//! Shared DTOs for the identity provider and backend boundaries.
//!
//! DESIGN
//! ======
//! `BackendProfile` mirrors the backend login response (camelCase JSON). Every
//! field is optional so a partially populated profile still decodes; a profile
//! with no fields at all is treated as an empty (untrusted) login response.

#[cfg(test)]
#[path = "types_test.rs"]
mod types_test;

use serde::{Deserialize, Serialize};

const FALLBACK_DISPLAY_NAME: &str = "User";
const FALLBACK_ROLE: &str = "User";
const FALLBACK_PLAN: &str = "ANONYMOUS";

/// Plain-data snapshot of a federated identity, safe to share through context.
#[derive(Clone, Debug, PartialEq, Eq, Serialize, Deserialize)]
pub struct FederatedUser {
    /// Stable identity-provider identifier.
    pub uid: String,
    /// Email asserted by the identity provider, if any.
    pub email: Option<String>,
    /// Display name asserted by the identity provider, if any.
    pub display_name: Option<String>,
}

impl FederatedUser {
    #[must_use]
    pub fn new(uid: impl Into<String>) -> Self {
        Self { uid: uid.into(), email: None, display_name: None }
    }
}

/// Authoritative application profile returned by a successful backend login.
#[derive(Clone, Debug, Default, PartialEq, Eq, Serialize, Deserialize)]
#[serde(rename_all = "camelCase", default)]
pub struct BackendProfile {
    pub display_name: Option<String>,
    pub email: Option<String>,
    pub role: Option<String>,
    /// Subscription tier name (e.g. `"explorer"`).
    pub subscription: Option<String>,
    pub photo_url: Option<String>,
}

impl BackendProfile {
    /// True when the backend sent no usable profile fields.
    #[must_use]
    pub fn is_empty(&self) -> bool {
        [&self.display_name, &self.email, &self.role, &self.subscription, &self.photo_url]
            .iter()
            .all(|field| field.as_deref().is_none_or(|v| v.trim().is_empty()))
    }

    /// Name to greet the user with: display name, then email local part, then `"User"`.
    #[must_use]
    pub fn display_name_or_default(&self) -> String {
        if let Some(name) = non_blank(self.display_name.as_deref()) {
            return name.to_owned();
        }
        self.email
            .as_deref()
            .and_then(|email| email.split('@').next())
            .and_then(|local| non_blank(Some(local)))
            .unwrap_or(FALLBACK_DISPLAY_NAME)
            .to_owned()
    }

    /// Up to two uppercase initials derived from the display name.
    #[must_use]
    pub fn initials(&self) -> String {
        self.display_name_or_default()
            .split_whitespace()
            .filter_map(|word| word.chars().next())
            .take(2)
            .flat_map(char::to_uppercase)
            .collect()
    }

    #[must_use]
    pub fn role_or_default(&self) -> &str {
        non_blank(self.role.as_deref()).unwrap_or(FALLBACK_ROLE)
    }

    /// Subscription plan label, uppercased, `ANONYMOUS` when missing.
    #[must_use]
    pub fn plan(&self) -> String {
        non_blank(self.subscription.as_deref())
            .unwrap_or(FALLBACK_PLAN)
            .to_uppercase()
    }
}

fn non_blank(raw: Option<&str>) -> Option<&str> {
    raw.map(str::trim).filter(|v| !v.is_empty())
}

(Directions for this task): Identify each line in the entries with the word "impl" and copy it.

(Result for this exercise):
impl FederatedUser {
    pub fn new(uid: impl Into<String>) -> Self {
impl BackendProfile {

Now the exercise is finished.